Very fine condition.
Provenance: artist's studio, referenced in the catalogue Atelier Louis Anquetin (Thierry de Maigret, 28/11/08).
Louis Anquetin, born in Étrépagny in 1861 and died in Paris in 1932, is an important French painter.
He began his career alongside avant-garde painters such as Vincent Van Gogh and Henri de Toulouse-Lautrec. With Émile Bernard, he was the inventor of Cloisonnism.
From 1884 to 1893, Louis Anquetin continuously explored the new possibilities offered by the liberation introduced by Impressionism in French painting.
From 1893, following a long confrontation with the "masters of the past," he adopted a pictorial stance that would put him on the margins of the general art movement, and distance him from his friends.

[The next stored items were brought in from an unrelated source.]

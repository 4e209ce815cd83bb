use bitflags::bitflags;
use log::error;

use crate::scene::{Drawable, DrawableIndex, GeometryId, Material, MaterialId, PassId};

/// How the batches of a scene pass are ordered.
#[derive(Clone, Copy, Debug, PartialEq, Eq, Hash)]
pub enum ScenePassKind {
    /// Sorted by pipeline state, then material and geometry.
    Unordered,
    /// Sorted far to near for blending.
    BackToFront,
    /// Unordered, restricted to outlined drawables with an outline material pass.
    Outline,
}

bitflags! {
    #[derive(Clone, Copy, Debug, Default, PartialEq, Eq, Hash)]
    pub struct ScenePassFlags: u32 {
        /// Geometry added to this pass receives ambient and per-vertex lighting.
        const HAS_AMBIENT_LIGHTING = 1 << 0;
        const DISABLE_INSTANCING = 1 << 1;
    }
}

/// Material passes a geometry batch is rendered with.
#[derive(Clone, Copy, Debug, PartialEq, Eq)]
pub enum GeometryBatchPasses {
    Deferred(PassId),
    Forward {
        unlit_base: PassId,
        /// Base pass that also applies the first pixel light.
        lit_base: Option<PassId>,
        /// Additive pass for the remaining pixel lights.
        light: Option<PassId>,
    },
}

/// Source batch of a visible drawable accepted by a scene pass.
#[derive(Clone, Copy, Debug, PartialEq)]
pub struct GeometryBatch {
    pub drawable_index: DrawableIndex,
    pub source_batch_index: usize,
    pub geometry: GeometryId,
    pub material: MaterialId,
    pub passes: GeometryBatchPasses,
}

#[derive(Clone, Copy, Debug, Default, PartialEq, Eq)]
pub struct AddBatchResult {
    pub added: bool,
    /// The batch needs per-pixel forward lights.
    pub forward_lit: bool,
}

impl AddBatchResult {
    const NOT_ADDED: AddBatchResult = AddBatchResult {
        added: false,
        forward_lit: false,
    };
}

/// Material pass ids a scene pass may draw with. A batch uses the deferred pass when
/// its material has one, and the forward passes otherwise.
#[derive(Clone, Copy, Debug, Default, PartialEq, Eq)]
struct PassSlots {
    deferred: Option<PassId>,
    unlit_base: Option<PassId>,
    lit_base: Option<PassId>,
    light: Option<PassId>,
}

/// One scene pass: which material passes it draws and how its batches are ordered.
#[derive(Clone, Debug)]
pub struct ScenePass {
    name: String,
    kind: ScenePassKind,
    flags: ScenePassFlags,
    slots: PassSlots,
    geometry_batches: Vec<GeometryBatch>,
}

impl ScenePass {
    pub fn forward(
        name: impl Into<String>,
        kind: ScenePassKind,
        flags: ScenePassFlags,
        unlit_base: PassId,
        lit_base: Option<PassId>,
        light: Option<PassId>,
    ) -> Self {
        let name = name.into();
        if lit_base.is_some() && light.is_none() {
            error!("Scene pass '{}' has a lit base pass without a light pass", name);
            debug_assert!(false, "lit base pass requires a light pass");
        }
        Self {
            name,
            kind,
            flags,
            slots: PassSlots {
                deferred: None,
                unlit_base: Some(unlit_base),
                lit_base,
                light,
            },
            geometry_batches: Vec::new(),
        }
    }

    /// G-buffer pass drawing `pass` only. Materials without it are not added.
    pub fn deferred(name: impl Into<String>, flags: ScenePassFlags, pass: PassId) -> Self {
        Self {
            name: name.into(),
            kind: ScenePassKind::Unordered,
            flags,
            slots: PassSlots {
                deferred: Some(pass),
                ..PassSlots::default()
            },
            geometry_batches: Vec::new(),
        }
    }

    /// Adds forward slots to a deferred pass for materials that cannot be deferred.
    pub fn with_forward_fallback(mut self, unlit_base: PassId, lit_base: Option<PassId>, light: Option<PassId>) -> Self {
        if lit_base.is_some() && light.is_none() {
            error!("Scene pass '{}' has a lit base pass without a light pass", self.name);
            debug_assert!(false, "lit base pass requires a light pass");
        }
        self.slots.unlit_base = Some(unlit_base);
        self.slots.lit_base = lit_base;
        self.slots.light = light;
        self
    }

    pub fn outline(name: impl Into<String>) -> Self {
        Self {
            name: name.into(),
            kind: ScenePassKind::Outline,
            flags: ScenePassFlags::empty(),
            slots: PassSlots {
                unlit_base: Some(PassId::OUTLINE),
                ..PassSlots::default()
            },
            geometry_batches: Vec::new(),
        }
    }

    /// Opaque forward pass with base, lit base and light passes.
    pub fn opaque_forward() -> Self {
        Self::forward(
            "opaque",
            ScenePassKind::Unordered,
            ScenePassFlags::HAS_AMBIENT_LIGHTING,
            PassId::BASE,
            Some(PassId::LIT_BASE),
            Some(PassId::LIGHT),
        )
    }

    /// Opaque G-buffer pass. Materials without a deferred pass are lit forward in it.
    pub fn opaque_deferred() -> Self {
        Self::deferred("deferred", ScenePassFlags::HAS_AMBIENT_LIGHTING, PassId::DEFERRED).with_forward_fallback(
            PassId::BASE,
            Some(PassId::LIT_BASE),
            Some(PassId::LIGHT),
        )
    }

    /// Alpha blended forward pass.
    pub fn transparent_forward() -> Self {
        Self::forward(
            "alpha",
            ScenePassKind::BackToFront,
            ScenePassFlags::HAS_AMBIENT_LIGHTING | ScenePassFlags::DISABLE_INSTANCING,
            PassId::ALPHA,
            Some(PassId::LIT_ALPHA),
            Some(PassId::LIGHT),
        )
    }

    pub fn name(&self) -> &str {
        &self.name
    }

    pub fn kind(&self) -> ScenePassKind {
        self.kind
    }

    pub fn flags(&self) -> ScenePassFlags {
        self.flags
    }

    pub fn is_deferred(&self) -> bool {
        self.slots.deferred.is_some()
    }

    /// Resolves the material passes `material` supports in this scene pass and
    /// appends a geometry batch to `out` when any apply.
    pub fn add_batch(
        &self,
        drawable_index: DrawableIndex,
        source_batch_index: usize,
        drawable: &Drawable,
        material: &Material,
        out: &mut Vec<GeometryBatch>,
    ) -> AddBatchResult {
        if self.kind == ScenePassKind::Outline && !(drawable.outlined && material.outline.is_some()) {
            return AddBatchResult::NOT_ADDED;
        }

        let Some(source) = drawable.source_batches.get(source_batch_index) else {
            return AddBatchResult::NOT_ADDED;
        };
        let supports = |id: PassId| material.pass(id).is_some();

        let slots = self.slots;
        let passes = if let Some(pass) = slots.deferred.filter(|&id| supports(id)) {
            GeometryBatchPasses::Deferred(pass)
        } else if let Some(unlit_base) = slots.unlit_base.filter(|&id| supports(id)) {
            let light = slots.light.filter(|&id| supports(id));
            let lit_base = if light.is_some() {
                slots.lit_base.filter(|&id| supports(id))
            } else {
                None
            };
            GeometryBatchPasses::Forward {
                unlit_base,
                lit_base,
                light,
            }
        } else {
            return AddBatchResult::NOT_ADDED;
        };

        out.push(GeometryBatch {
            drawable_index,
            source_batch_index,
            geometry: source.geometry,
            material: source.material,
            passes,
        });

        AddBatchResult {
            added: true,
            forward_lit: matches!(passes, GeometryBatchPasses::Forward { light: Some(_), .. }),
        }
    }

    pub fn geometry_batches(&self) -> &[GeometryBatch] {
        &self.geometry_batches
    }

    pub fn clear_batches(&mut self) {
        self.geometry_batches.clear();
    }

    pub fn append_batches(&mut self, batches: &mut Vec<GeometryBatch>) {
        self.geometry_batches.append(batches);
    }
}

Dazzled by Baroque art and its creative vigor, he then thought that his youthful friends had embarked on a path that would lead to the death of painting. He believed in a "perfect painting" embodied in the remembrance of the lessons of Michelangelo and Rubens in particular. His work therefore became more classical; he advocated a return to craftsmanship, proposing to reflect on the a priori conditions of any possible form of art in respect of the rules of perspective and anatomy, as practiced by the masters of the 16th and 17th centuries.
Leaving only a few works that can be qualified as monumental, Anquetin proved prolific through his numerous studies and sketches, he who considered that drawing was "an all-powerful means of expression," the obligatory foundation of all plastic arts.
By deliberately working against his time, Louis Anquetin made possible the existence of an original modern figuration. Through his obstinacy and passion for painting, he indeed prevented the path of the great Western tradition from being totally blocked.
His works can be admired in numerous and prestigious museums such as the Musée d'Orsay or the Louvre in Paris, in San Francisco or Detroit, at the Hermitage Museum in Saint Petersburg, at the National Gallery and Tate in London, etc.